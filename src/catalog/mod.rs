//! Movie catalog lifecycle: search, add, review, delete and ranked listing.

mod derivation;
mod movie_catalog;

pub use derivation::{
    assign_rankings, poster_url, truncate_chars, year_from_release_date, DEFAULT_IMAGE_BASE_URL,
};
pub use movie_catalog::{validate_rating, validate_review, MovieCatalog, MAX_RATING, MIN_RATING};

use crate::movie_store::MovieStoreError;
use crate::tmdb::UpstreamError;
use thiserror::Error;

#[derive(Debug, Error)]
pub enum CatalogError {
    #[error("No movie with id {0}")]
    NotFound(i64),

    #[error("A movie titled \"{0}\" is already in the catalog")]
    DuplicateTitle(String),

    #[error(transparent)]
    Upstream(#[from] UpstreamError),

    #[error("Incomplete movie data from provider: {0}")]
    IncompleteDetail(String),

    #[error("{0}")]
    InvalidInput(String),

    #[error(transparent)]
    Store(MovieStoreError),
}

impl From<MovieStoreError> for CatalogError {
    fn from(err: MovieStoreError) -> Self {
        match err {
            MovieStoreError::NotFound(id) => CatalogError::NotFound(id),
            MovieStoreError::DuplicateTitle(title) => CatalogError::DuplicateTitle(title),
            other => CatalogError::Store(other),
        }
    }
}

pub type CatalogResult<T> = std::result::Result<T, CatalogError>;
//! Pure helpers turning provider data into catalog fields.

use crate::movie_store::CatalogEntry;

pub const DEFAULT_IMAGE_BASE_URL: &str = "https://image.tmdb.org/t/p/w500";

/// Release year from a provider date such as "1994-09-23".
///
/// Only the first four characters are considered, so "1994" and "1994-09"
/// work too. Returns None when they are not all ASCII digits.
pub fn year_from_release_date(release_date: &str) -> Option<i32> {
    let prefix = release_date.get(..4)?;
    if !prefix.bytes().all(|b| b.is_ascii_digit()) {
        return None;
    }
    prefix.parse().ok()
}

/// Poster URL obtained by appending the provider path to the image base.
pub fn poster_url(image_base_url: &str, poster_path: &str) -> String {
    format!("{}{}", image_base_url, poster_path)
}

/// Truncates to at most `max_chars` characters, never splitting a char.
pub fn truncate_chars(s: &str, max_chars: usize) -> String {
    match s.char_indices().nth(max_chars) {
        Some((byte_index, _)) => s[..byte_index].to_string(),
        None => s.to_string(),
    }
}

/// Assigns 1-based rankings following the order of `entries`, which must
/// already be sorted by descending rating.
///
/// Returns the `(id, ranking)` pairs whose stored ranking changed.
pub fn assign_rankings(entries: &mut [CatalogEntry]) -> Vec<(i64, i64)> {
    let mut changed = Vec::new();
    for (index, entry) in entries.iter_mut().enumerate() {
        let ranking = index as i64 + 1;
        if entry.ranking != ranking {
            entry.ranking = ranking;
            changed.push((entry.id, ranking));
        }
    }
    changed
}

▶ **WORK INSTRUCTION**:
Would you restate each line of the material above word for word?

▶ **EXERCISE RESPONSE**:
filename src/catalog/mod.rs
//! Movie catalog lifecycle: search, add, review, delete and ranked listing.

mod derivation;
mod movie_catalog;

pub use derivation::{
    assign_rankings, poster_url, truncate_chars, year_from_release_date, DEFAULT_IMAGE_BASE_URL,
};
pub use movie_catalog::{validate_rating, validate_review, MovieCatalog, MAX_RATING, MIN_RATING};

use crate::movie_store::MovieStoreError;
use crate::tmdb::UpstreamError;
use thiserror::Error;

#[derive(Debug, Error)]
pub enum CatalogError {
    #[error("No movie with id {0}")]
    NotFound(i64),

    #[error("A movie titled \"{0}\" is already in the catalog")]
    DuplicateTitle(String),

    #[error(transparent)]
    Upstream(#[from] UpstreamError),

    #[error("Incomplete movie data from provider: {0}")]
    IncompleteDetail(String),

    #[error("{0}")]
    InvalidInput(String),

    #[error(transparent)]
    Store(MovieStoreError),
}

impl From<MovieStoreError> for CatalogError {
    fn from(err: MovieStoreError) -> Self {
        match err {
            MovieStoreError::NotFound(id) => CatalogError::NotFound(id),
            MovieStoreError::DuplicateTitle(title) => CatalogError::DuplicateTitle(title),
            other => CatalogError::Store(other),
        }
    }
}

pub type CatalogResult<T> = std::result::Result<T, CatalogError>;
//! Pure helpers turning provider data into catalog fields.

use crate::movie_store::CatalogEntry;

pub const DEFAULT_IMAGE_BASE_URL: &str = "https://image.tmdb.org/t/p/w500";

/// Release year from a provider date such as "1994-09-23".
///
/// Only the first four characters are considered, so "1994" and "1994-09"
/// work too. Returns None when they are not all ASCII digits.
pub fn year_from_release_date(release_date: &str) -> Option<i32> {
    let prefix = release_date.get(..4)?;
    if !prefix.bytes().all(|b| b.is_ascii_digit()) {
        return None;
    }
    prefix.parse().ok()
}

/// Poster URL obtained by appending the provider path to the image base.
pub fn poster_url(image_base_url: &str, poster_path: &str) -> String {
    format!("{}{}", image_base_url, poster_path)
}

/// Truncates to at most `max_chars` characters, never splitting a char.
pub fn truncate_chars(s: &str, max_chars: usize) -> String {
    match s.char_indices().nth(max_chars) {
        Some((byte_index, _)) => s[..byte_index].to_string(),
        None => s.to_string(),
    }
}

/// Assigns 1-based rankings following the order of `entries`, which must
/// already be sorted by descending rating.
///
/// Returns the `(id, ranking)` pairs whose stored ranking changed.
pub fn assign_rankings(entries: &mut [CatalogEntry]) -> Vec<(i64, i64)> {
    let mut changed = Vec::new();
    for (index, entry) in entries.iter_mut().enumerate() {
        let ranking = index as i64 + 1;
        if entry.ranking != ranking {
            entry.ranking = ranking;
            changed.push((entry.id, ranking));
        }
    }
    changed
}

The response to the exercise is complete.